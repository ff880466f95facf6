//! Loopback HTTP endpoint the interpreter calls back into.
//!
//! Listens on `127.0.0.1:0` (OS-assigned port) and exposes two verbs, both
//! addressed by key (`/<key>`):
//!
//! - `GET /<key>`: fetch a blob from the [`BlobStore`] (200 or 404)
//! - `PUT /<key>`: deliver the request body to a waiter in the
//!   [`RendezvousRegistry`] (200 once the waiter is done, 500 if nobody waits)
//!
//! Anything else, `HEAD` included, is answered with 405.
//!
//! # Shutdown
//!
//! [`EndpointHandle::shutdown`] stops accepting connections and lets in-flight
//! requests finish before the server task exits.

use crate::config::EndpointConfig;
use crate::rendezvous::RendezvousRegistry;
use crate::store::BlobStore;
use crate::{Result, RlinkError};
use axum::body::Body;
use axum::extract::{Path, State};
use axum::http::StatusCode;
use axum::response::{IntoResponse, Response};
use axum::routing::get;
use axum::Router;
use std::net::SocketAddr;
use std::sync::Arc;
use tokio::net::TcpListener;
use tokio::sync::oneshot;
use tower_http::trace::TraceLayer;
use tracing::{debug, info, warn};

/// State shared by the endpoint handlers.
#[derive(Clone)]
struct EndpointState {
    blobs: Arc<BlobStore>,
    rendezvous: Arc<RendezvousRegistry>,
}

/// Handle to a running transfer endpoint. Dropping it stops the server.
pub struct EndpointHandle {
    addr: SocketAddr,
    blobs: Arc<BlobStore>,
    rendezvous: Arc<RendezvousRegistry>,
    shutdown_tx: Option<oneshot::Sender<()>>,
    task_handle: Option<tokio::task::JoinHandle<std::io::Result<()>>>,
    stopped: Option<Result<()>>,
}

impl EndpointHandle {
    /// Address the endpoint is listening on.
    pub fn addr(&self) -> SocketAddr {
        self.addr
    }

    pub fn port(&self) -> u16 {
        self.addr.port()
    }

    /// URL the interpreter uses to reach `key`.
    pub fn url_for(&self, key: &str) -> String {
        format!("http://{}:{}/{}", EndpointConfig::LOOPBACK_HOST, self.port(), key)
    }

    pub fn blobs(&self) -> &Arc<BlobStore> {
        &self.blobs
    }

    pub fn rendezvous(&self) -> &Arc<RendezvousRegistry> {
        &self.rendezvous
    }

    /// Shut the endpoint down gracefully.
    ///
    /// Idempotent: later calls return the outcome of the first one.
    pub async fn shutdown(&mut self) -> Result<()> {
        if let Some(outcome) = &self.stopped {
            return outcome.clone();
        }

        if let Some(tx) = self.shutdown_tx.take() {
            let _ = tx.send(());
        }

        let outcome = match self.task_handle.take() {
            Some(handle) => match handle.await {
                Ok(Ok(())) => Ok(()),
                Ok(Err(e)) => Err(RlinkError::from(e)),
                Err(e) => Err(RlinkError::Other(format!(
                    "Transfer endpoint task failed: {}",
                    e
                ))),
            },
            None => Ok(()),
        };

        match &outcome {
            Ok(()) => info!("Transfer endpoint on {} stopped", self.addr),
            Err(e) => warn!("Transfer endpoint on {} stopped with error: {}", self.addr, e),
        }
        self.stopped = Some(outcome.clone());
        outcome
    }
}

impl Drop for EndpointHandle {
    fn drop(&mut self) {
        if let Some(tx) = self.shutdown_tx.take() {
            let _ = tx.send(());
        }
        if let Some(handle) = self.task_handle.take() {
            handle.abort();
        }
    }
}

/// Transfer endpoint server.
pub struct TransferEndpoint;

impl TransferEndpoint {
    /// Start the endpoint on a random loopback port with fresh stores.
    pub async fn start() -> Result<EndpointHandle> {
        Self::start_with(
            Arc::new(BlobStore::new()),
            Arc::new(RendezvousRegistry::new()),
        )
        .await
    }

    /// Start the endpoint over existing stores.
    pub async fn start_with(
        blobs: Arc<BlobStore>,
        rendezvous: Arc<RendezvousRegistry>,
    ) -> Result<EndpointHandle> {
        let bind_addr = format!("{}:0", EndpointConfig::LOOPBACK_HOST);
        let listener = TcpListener::bind(&bind_addr)
            .await
            .map_err(|e| RlinkError::Bind {
                addr: bind_addr.clone(),
                message: e.to_string(),
            })?;
        let addr = listener.local_addr()?;

        info!("Transfer endpoint listening on {}", addr);

        let app = Self::router(blobs.clone(), rendezvous.clone());
        let (shutdown_tx, shutdown_rx) = oneshot::channel::<()>();

        let task_handle = tokio::spawn(async move {
            axum::serve(listener, app)
                .with_graceful_shutdown(async move {
                    let _ = shutdown_rx.await;
                    debug!("Transfer endpoint draining");
                })
                .await
        });

        Ok(EndpointHandle {
            addr,
            blobs,
            rendezvous,
            shutdown_tx: Some(shutdown_tx),
            task_handle: Some(task_handle),
            stopped: None,
        })
    }

    /// Build the endpoint router over the given stores.
    pub fn router(blobs: Arc<BlobStore>, rendezvous: Arc<RendezvousRegistry>) -> Router {
        Router::new()
            .route("/*key", get(fetch).head(reject).put(deliver))
            .fallback(reject)
            .layer(TraceLayer::new_for_http())
            .with_state(EndpointState { blobs, rendezvous })
    }
}

async fn fetch(State(state): State<EndpointState>, Path(key): Path<String>) -> Response {
    match state.blobs.get(&key) {
        Some(bytes) => {
            debug!("Serving blob {} ({} bytes)", key, bytes.len());
            (StatusCode::OK, bytes).into_response()
        }
        None => (StatusCode::NOT_FOUND, "Not found").into_response(),
    }
}

async fn deliver(
    State(state): State<EndpointState>,
    Path(key): Path<String>,
    body: Body,
) -> StatusCode {
    if state.rendezvous.deliver(&key, body).await {
        StatusCode::OK
    } else {
        StatusCode::INTERNAL_SERVER_ERROR
    }
}

async fn reject() -> StatusCode {
    StatusCode::METHOD_NOT_ALLOWED
}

* [YOUR ASSIGNMENT]: Retype exactly the lines above, from the one with "#[derive(Clone)]" through the one with "is listening on.", inclusive.

* [RESPONSE TO THIS TASK]:
#[derive(Clone)]
struct EndpointState {
    blobs: Arc<BlobStore>,
    rendezvous: Arc<RendezvousRegistry>,
}

/// Handle to a running transfer endpoint. Dropping it stops the server.
pub struct EndpointHandle {
    addr: SocketAddr,
    blobs: Arc<BlobStore>,
    rendezvous: Arc<RendezvousRegistry>,
    shutdown_tx: Option<oneshot::Sender<()>>,
    task_handle: Option<tokio::task::JoinHandle<std::io::Result<()>>>,
    stopped: Option<Result<()>>,
}

impl EndpointHandle {
    /// Address the endpoint is listening on.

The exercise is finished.